[Stored data entries]

>>>>>

//! Capability records parsed from bridge payloads.
//!
//! The bridge's device dump is rich and loosely versioned, so parsing is
//! deliberately forgiving: every field except the hardware address is
//! optional, exposed features are extracted recursively without assuming a
//! fixed nesting depth, and feature types we do not model are kept as opaque
//! blobs so downstream consumers can still display them.

use chrono::{DateTime, Utc};
use serde::{Deserialize, Serialize};
use serde_json::Value;
use tracing::warn;

/// Per-device availability as published on the availability topic.
#[derive(Debug, Clone, Copy, PartialEq, Eq, Serialize, Deserialize)]
#[serde(rename_all = "lowercase")]
pub enum Availability {
    Online,
    Offline,
}

impl Availability {
    /// Parse an availability payload, which is either a bare string or a
    /// `{"state": ...}` object depending on the bridge's config.
    pub fn parse(payload: &Value) -> Option<Self> {
        let state = payload
            .as_str()
            .or_else(|| payload.get("state").and_then(Value::as_str))?;
        match state {
            "online" => Some(Self::Online),
            "offline" => Some(Self::Offline),
            _ => None,
        }
    }
}

/// What kind of feature a device exposes.
#[derive(Debug, Clone, PartialEq, Eq, Serialize, Deserialize)]
#[serde(rename_all = "lowercase")]
pub enum FeatureKind {
    Numeric,
    Binary,
    Enum,
    Text,
    List,
    Composite,
    /// A feature type we do not model. The raw blob is retained on the
    /// feature so nothing is dropped.
    #[serde(untagged)]
    Other(String),
}

impl FeatureKind {
    fn parse(raw: &str) -> Self {
        match raw {
            "numeric" => Self::Numeric,
            "binary" => Self::Binary,
            "enum" => Self::Enum,
            "text" => Self::Text,
            "list" => Self::List,
            "composite" => Self::Composite,
            other => Self::Other(other.to_string()),
        }
    }
}

/// One exposed feature, possibly composite.
#[derive(Debug, Clone, PartialEq, Serialize, Deserialize)]
pub struct ExposedFeature {
    pub kind: FeatureKind,

    #[serde(default, skip_serializing_if = "Option::is_none")]
    pub name: Option<String>,

    /// Payload property the feature reads/writes.
    #[serde(default, skip_serializing_if = "Option::is_none")]
    pub property: Option<String>,

    #[serde(default, skip_serializing_if = "Option::is_none")]
    pub unit: Option<String>,

    #[serde(default, skip_serializing_if = "Option::is_none")]
    pub value_min: Option<f64>,

    #[serde(default, skip_serializing_if = "Option::is_none")]
    pub value_max: Option<f64>,

    /// Allowed values for enum features.
    #[serde(default, skip_serializing_if = "Vec::is_empty")]
    pub values: Vec<String>,

    /// Access bitmask as reported by the bridge.
    #[serde(default, skip_serializing_if = "Option::is_none")]
    pub access: Option<u8>,

    /// Sub-features of composite (or unmodeled grouping) features.
    #[serde(default, skip_serializing_if = "Vec::is_empty")]
    pub features: Vec<ExposedFeature>,

    /// Original blob, kept only for unmodeled feature kinds.
    #[serde(default, skip_serializing_if = "Option::is_none")]
    pub raw: Option<Value>,
}

impl ExposedFeature {
    /// Parse one feature entry, recursing into nested features.
    pub fn parse(value: &Value) -> Option<Self> {
        let kind_raw = value.get("type")?.as_str()?;
        let kind = FeatureKind::parse(kind_raw);

        let features = value
            .get("features")
            .and_then(Value::as_array)
            .map(|list| list.iter().filter_map(Self::parse).collect())
            .unwrap_or_default();

        let raw = match kind {
            FeatureKind::Other(_) => Some(value.clone()),
            _ => None,
        };

        Some(Self {
            kind,
            name: str_field(value, "name"),
            property: str_field(value, "property"),
            unit: str_field(value, "unit"),
            value_min: value.get("value_min").and_then(Value::as_f64),
            value_max: value.get("value_max").and_then(Value::as_f64),
            values: value
                .get("values")
                .and_then(Value::as_array)
                .map(|list| {
                    list.iter()
                        .filter_map(Value::as_str)
                        .map(str::to_string)
                        .collect()
                })
                .unwrap_or_default(),
            access: value.get("access").and_then(Value::as_u64).map(|a| a as u8),
            features,
            raw,
        })
    }

    /// Total number of leaf features, counting through composites.
    pub fn leaf_count(&self) -> usize {
        if self.features.is_empty() {
            1
        } else {
            self.features.iter().map(ExposedFeature::leaf_count).sum()
        }
    }
}

/// Canonical capability record for one radio, keyed by hardware address.
#[derive(Debug, Clone, PartialEq, Serialize, Deserialize)]
pub struct ZigbeeCapabilityRecord {
    /// Hardware address. Primary key; a distinct namespace from hub ids.
    pub ieee_address: String,

    #[serde(default)]
    pub friendly_name: Option<String>,

    #[serde(default)]
    pub manufacturer: Option<String>,

    #[serde(default)]
    pub model: Option<String>,

    #[serde(default)]
    pub description: Option<String>,

    /// Radio role: `Router`, `EndDevice`, `Coordinator`.
    #[serde(default)]
    pub device_type: Option<String>,

    #[serde(default)]
    pub power_source: Option<String>,

    #[serde(default)]
    pub sw_build_id: Option<String>,

    #[serde(default)]
    pub date_code: Option<String>,

    #[serde(default)]
    pub supported: Option<bool>,

    #[serde(default)]
    pub interview_completed: Option<bool>,

    #[serde(default)]
    pub link_quality: Option<u8>,

    #[serde(default)]
    pub battery: Option<f64>,

    #[serde(default)]
    pub battery_low: Option<bool>,

    #[serde(default)]
    pub availability: Option<Availability>,

    #[serde(default)]
    pub exposes: Vec<ExposedFeature>,

    #[serde(default)]
    pub last_seen: Option<DateTime<Utc>>,
}

impl ZigbeeCapabilityRecord {
    /// Fold an incremental state payload (link quality, battery, last-seen)
    /// into the record. Response-topic refreshes come through here.
    pub fn apply_state(&mut self, payload: &Value) {
        if let Some(lqi) = payload.get("linkquality").and_then(Value::as_u64) {
            self.link_quality = Some(lqi.min(u8::MAX as u64) as u8);
        }
        if let Some(battery) = payload.get("battery").and_then(Value::as_f64) {
            self.battery = Some(battery);
        }
        if let Some(low) = payload.get("battery_low").and_then(Value::as_bool) {
            self.battery_low = Some(low);
        }
        if let Some(last_seen) = payload.get("last_seen").and_then(Value::as_str) {
            if let Ok(ts) = DateTime::parse_from_rfc3339(last_seen) {
                self.last_seen = Some(ts.with_timezone(&Utc));
            }
        }
    }
}

/// Parse one raw device entry. `None` when the hardware address is missing —
/// the record is unusable as a capability source.
pub fn parse_capability_record(value: &Value) -> Option<ZigbeeCapabilityRecord> {
    let ieee_address = str_field(value, "ieee_address")?;
    let definition = value.get("definition").filter(|d| !d.is_null());

    let exposes = definition
        .and_then(|d| d.get("exposes"))
        .and_then(Value::as_array)
        .map(|list| list.iter().filter_map(ExposedFeature::parse).collect())
        .unwrap_or_default();

    Some(ZigbeeCapabilityRecord {
        ieee_address,
        friendly_name: str_field(value, "friendly_name"),
        manufacturer: definition
            .and_then(|d| str_field(d, "vendor"))
            .or_else(|| str_field(value, "manufacturer")),
        model: definition
            .and_then(|d| str_field(d, "model"))
            .or_else(|| str_field(value, "model_id")),
        description: definition.and_then(|d| str_field(d, "description")),
        device_type: str_field(value, "type"),
        power_source: str_field(value, "power_source"),
        sw_build_id: str_field(value, "software_build_id"),
        date_code: str_field(value, "date_code"),
        supported: value.get("supported").and_then(Value::as_bool),
        interview_completed: value.get("interview_completed").and_then(Value::as_bool),
        link_quality: None,
        battery: None,
        battery_low: None,
        availability: None,
        exposes,
        last_seen: None,
    })
}

/// Parse a device dump list record by record. Records without a hardware
/// address are skipped and counted, never failing the batch.
pub fn parse_capability_list(value: &Value) -> (Vec<ZigbeeCapabilityRecord>, usize) {
    let Some(list) = value.as_array() else {
        warn!("bridge device dump was not a list");
        return (Vec::new(), 0);
    };

    let mut records = Vec::with_capacity(list.len());
    let mut skipped = 0usize;
    for raw in list {
        match parse_capability_record(raw) {
            Some(record) => records.push(record),
            None => skipped += 1,
        }
    }

    if skipped > 0 {
        warn!(skipped, parsed = records.len(), "bridge dump had records without hardware addresses");
    }
    (records, skipped)
}

/// Bridge/coordinator metadata from the retained info topic.
#[derive(Debug, Clone, PartialEq, Serialize, Deserialize, Default)]
pub struct BridgeInfo {
    #[serde(default)]
    pub version: Option<String>,

    #[serde(default)]
    pub coordinator_type: Option<String>,

    #[serde(default)]
    pub coordinator_ieee: Option<String>,

    #[serde(default)]
    pub permit_join: Option<bool>,
}

impl BridgeInfo {
    /// Parse the retained info payload.
    pub fn parse(value: &Value) -> Self {
        let coordinator = value.get("coordinator");
        Self {
            version: str_field(value, "version"),
            coordinator_type: coordinator.and_then(|c| str_field(c, "type")),
            coordinator_ieee: coordinator.and_then(|c| str_field(c, "ieee_address")),
            permit_join: value.get("permit_join").and_then(Value::as_bool),
        }
    }
}

fn str_field(value: &Value, key: &str) -> Option<String> {
    value.get(key).and_then(Value::as_str).map(str::to_string)
}
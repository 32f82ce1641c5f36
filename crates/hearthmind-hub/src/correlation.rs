//! Correlation table: request id -> pending waiter.
//!
//! Multiple logical callers share one physical connection by registering a
//! oneshot waiter here and suspending; the reader loop resolves waiters as
//! result frames arrive. Ids increase monotonically for the lifetime of the
//! session and are never reused across reconnects.

use crate::error::{HubError, HubResult};
use dashmap::DashMap;
use serde_json::Value;
use std::sync::atomic::{AtomicU64, Ordering};
use tokio::sync::oneshot;

/// Pending request/response waiters keyed by correlation id.
pub struct CorrelationTable {
    next_id: AtomicU64,
    pending: DashMap<u64, oneshot::Sender<HubResult<Value>>>,
}

impl CorrelationTable {
    /// Create an empty table. Ids start at 1; the hub treats 0 as invalid.
    pub fn new() -> Self {
        Self {
            next_id: AtomicU64::new(1),
            pending: DashMap::new(),
        }
    }

    /// Allocate the next correlation id without registering a waiter. Used
    /// for fire-and-check frames the I/O task reads the reply to itself.
    pub fn allocate_id(&self) -> u64 {
        self.next_id.fetch_add(1, Ordering::Relaxed)
    }

    /// Allocate the next correlation id and register a waiter for it.
    pub fn register(&self) -> (u64, oneshot::Receiver<HubResult<Value>>) {
        let id = self.allocate_id();
        let (tx, rx) = oneshot::channel();
        self.pending.insert(id, tx);
        (id, rx)
    }

    /// Resolve the waiter for `id`, if any. Returns `false` when no waiter
    /// was registered (late or duplicate reply).
    pub fn resolve(&self, id: u64, result: HubResult<Value>) -> bool {
        match self.pending.remove(&id) {
            Some((_, tx)) => tx.send(result).is_ok(),
            None => false,
        }
    }

    /// Drop the waiter for `id` without resolving it. Used when the caller
    /// gave up (timeout) so a late reply is discarded instead of delivered.
    pub fn cancel(&self, id: u64) {
        self.pending.remove(&id);
    }

    /// Fail every pending waiter with [`HubError::Disconnected`]. Called by
    /// the reader when the connection drops.
    pub fn fail_all(&self) {
        let ids: Vec<u64> = self.pending.iter().map(|entry| *entry.key()).collect();
        for id in ids {
            if let Some((_, tx)) = self.pending.remove(&id) {
                let _ = tx.send(Err(HubError::Disconnected));
            }
        }
    }

    /// Number of unresolved waiters.
    pub fn pending_count(&self) -> usize {
        self.pending.len()
    }
}

impl Default for CorrelationTable {
    fn default() -> Self {
        Self::new()
    }
}

#[cfg(test)]
mod tests {
    use super::*;
    use serde_json::json;

    #[tokio::test]
    async fn resolve_delivers_to_waiter() {
        let table = CorrelationTable::new();
        let (id, rx) = table.register();

        assert!(table.resolve(id, Ok(json!({"ok": true}))));
        let result = rx.await.unwrap().unwrap();
        assert_eq!(result["ok"], true);
        assert_eq!(table.pending_count(), 0);
    }

    #[tokio::test]
    async fn ids_are_monotonic() {
        let table = CorrelationTable::new();
        let (a, _rx_a) = table.register();
        let (b, _rx_b) = table.register();
        let (c, _rx_c) = table.register();
        assert!(a < b && b < c);
    }

    #[tokio::test]
    async fn resolve_unknown_id_is_noop() {
        let table = CorrelationTable::new();
        assert!(!table.resolve(42, Ok(Value::Null)));
    }

    #[tokio::test]
    async fn cancelled_waiter_discards_late_reply() {
        let table = CorrelationTable::new();
        let (id, rx) = table.register();
        drop(rx);
        table.cancel(id);

        assert!(!table.resolve(id, Ok(Value::Null)));
    }

    #[tokio::test]
    async fn fail_all_disconnects_every_waiter() {
        let table = CorrelationTable::new();
        let (_a, rx_a) = table.register();
        let (_b, rx_b) = table.register();

        table.fail_all();

        assert!(matches!(rx_a.await.unwrap(), Err(HubError::Disconnected)));
        assert!(matches!(rx_b.await.unwrap(), Err(HubError::Disconnected)));
        assert_eq!(table.pending_count(), 0);
    }
}
//! Hub registry client: device/entity/area snapshots and update events.
//!
//! One `call()` per registry; each result list is parsed record by record so
//! a single malformed entry never fails a batch. Registry-update events are
//! not applied here — they are forwarded on a broadcast channel for the
//! cache layer's targeted invalidation.

use crate::error::HubResult;
use crate::model::{Area, Device, Entity, RegistrySnapshot, parse_records};
use crate::protocol::{HubCommand, HubEvent};
use crate::session::{HubSession, SubscriptionHandle};
use hearthmind_core::health::SessionEvent;
use serde_json::Value;
use std::sync::Arc;
use tokio::sync::broadcast;
use tracing::{debug, warn};

/// Registry list commands.
pub const DEVICE_REGISTRY_LIST: &str = "config/device_registry/list";
pub const ENTITY_REGISTRY_LIST: &str = "config/entity_registry/list";
pub const AREA_REGISTRY_LIST: &str = "config/area_registry/list";

/// Registry update event types.
pub const DEVICE_REGISTRY_UPDATED: &str = "device_registry_updated";
pub const ENTITY_REGISTRY_UPDATED: &str = "entity_registry_updated";

/// Which registry an update event refers to.
#[derive(Debug, Clone, Copy, PartialEq, Eq)]
pub enum RegistryScope {
    Device,
    Entity,
}

/// What happened to the affected record.
#[derive(Debug, Clone, Copy, PartialEq, Eq)]
pub enum RegistryAction {
    Create,
    Update,
    Remove,
}

impl RegistryAction {
    fn parse(raw: &str) -> Option<Self> {
        match raw {
            "create" => Some(Self::Create),
            "update" => Some(Self::Update),
            "remove" => Some(Self::Remove),
            _ => None,
        }
    }
}

/// A registry change forwarded to the cache layer.
#[derive(Debug, Clone)]
pub struct RegistryEvent {
    pub scope: RegistryScope,
    pub action: RegistryAction,
    /// Hub id of the affected device or entity.
    pub id: String,
    /// The changed record, when the hub includes it in the event. Without a
    /// payload the cache can only flag the collection for refresh.
    pub payload: Option<Value>,
}

/// Client for the hub's three registries, built on [`HubSession::call`].
pub struct HubRegistryClient {
    session: Arc<HubSession>,
    events_tx: broadcast::Sender<RegistryEvent>,
}

impl HubRegistryClient {
    /// Wrap a ready session.
    pub fn new(session: Arc<HubSession>) -> Self {
        let (events_tx, _) = broadcast::channel(256);
        Self { session, events_tx }
    }

    /// The underlying session.
    pub fn session(&self) -> &Arc<HubSession> {
        &self.session
    }

    /// Lifecycle events of the underlying session.
    pub fn lifecycle(&self) -> broadcast::Receiver<SessionEvent> {
        self.session.lifecycle()
    }

    /// Fetch the device registry.
    pub async fn snapshot_devices(&self) -> HubResult<Vec<Device>> {
        let result = self.session.call(HubCommand::new(DEVICE_REGISTRY_LIST)).await?;
        let list = as_list(&result);
        let (devices, _skipped) = parse_records::<Device>(list, "device");
        Ok(devices)
    }

    /// Fetch the entity registry.
    pub async fn snapshot_entities(&self) -> HubResult<Vec<Entity>> {
        let result = self.session.call(HubCommand::new(ENTITY_REGISTRY_LIST)).await?;
        let list = as_list(&result);
        let (entities, _skipped) = parse_records::<Entity>(list, "entity");
        Ok(entities)
    }

    /// Fetch the area registry.
    pub async fn snapshot_areas(&self) -> HubResult<Vec<Area>> {
        let result = self.session.call(HubCommand::new(AREA_REGISTRY_LIST)).await?;
        let list = as_list(&result);
        let (areas, _skipped) = parse_records::<Area>(list, "area");
        Ok(areas)
    }

    /// Fetch all three registries from the same session, so cross-references
    /// share one snapshot generation.
    pub async fn snapshot(&self) -> HubResult<RegistrySnapshot> {
        let devices = self.snapshot_devices().await?;
        let entities = self.snapshot_entities().await?;
        let areas = self.snapshot_areas().await?;
        Ok(RegistrySnapshot {
            devices,
            entities,
            areas,
        })
    }

    /// Subscribe to the two registry-update event types and forward each
    /// change on [`Self::registry_events`]. The client applies nothing
    /// itself.
    pub async fn watch_registry_updates(&self) -> HubResult<Vec<SubscriptionHandle>> {
        let mut handles = Vec::with_capacity(2);

        for (event_type, scope) in [
            (DEVICE_REGISTRY_UPDATED, RegistryScope::Device),
            (ENTITY_REGISTRY_UPDATED, RegistryScope::Entity),
        ] {
            let events_tx = self.events_tx.clone();
            let handle = self
                .session
                .subscribe(
                    event_type,
                    Arc::new(move |event: HubEvent| {
                        match parse_registry_event(scope, &event.data) {
                            Some(update) => {
                                let _ = events_tx.send(update);
                            }
                            None => {
                                warn!(
                                    event_type = %event.event_type,
                                    "registry event missing action or id, dropped"
                                );
                            }
                        }
                    }),
                )
                .await?;
            handles.push(handle);
        }

        Ok(handles)
    }

    /// Receiver for forwarded registry change events.
    pub fn registry_events(&self) -> broadcast::Receiver<RegistryEvent> {
        self.events_tx.subscribe()
    }
}

fn as_list(result: &Value) -> &[Value] {
    match result.as_array() {
        Some(list) => list.as_slice(),
        None => {
            debug!("registry result was not a list");
            &[]
        }
    }
}

/// Pull action + id (+ optional changed record) out of a registry event.
fn parse_registry_event(scope: RegistryScope, data: &Value) -> Option<RegistryEvent> {
    let action = RegistryAction::parse(data.get("action")?.as_str()?)?;
    let id_field = match scope {
        RegistryScope::Device => "device_id",
        RegistryScope::Entity => "entity_id",
    };
    let id = data.get(id_field)?.as_str()?.to_string();
    let payload = match scope {
        RegistryScope::Device => data.get("device").cloned(),
        RegistryScope::Entity => data.get("entity").cloned(),
    }
    .filter(|payload| !payload.is_null());

    Some(RegistryEvent {
        scope,
        action,
        id,
        payload,
    })
}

<<<<<

_What the task asks_
Lines holding the word "reader" are the answer; copy each one from the records above.

_Solution for this exercise_
//! oneshot waiter here and suspending; the reader loop resolves waiters as
    /// the reader when the connection drops.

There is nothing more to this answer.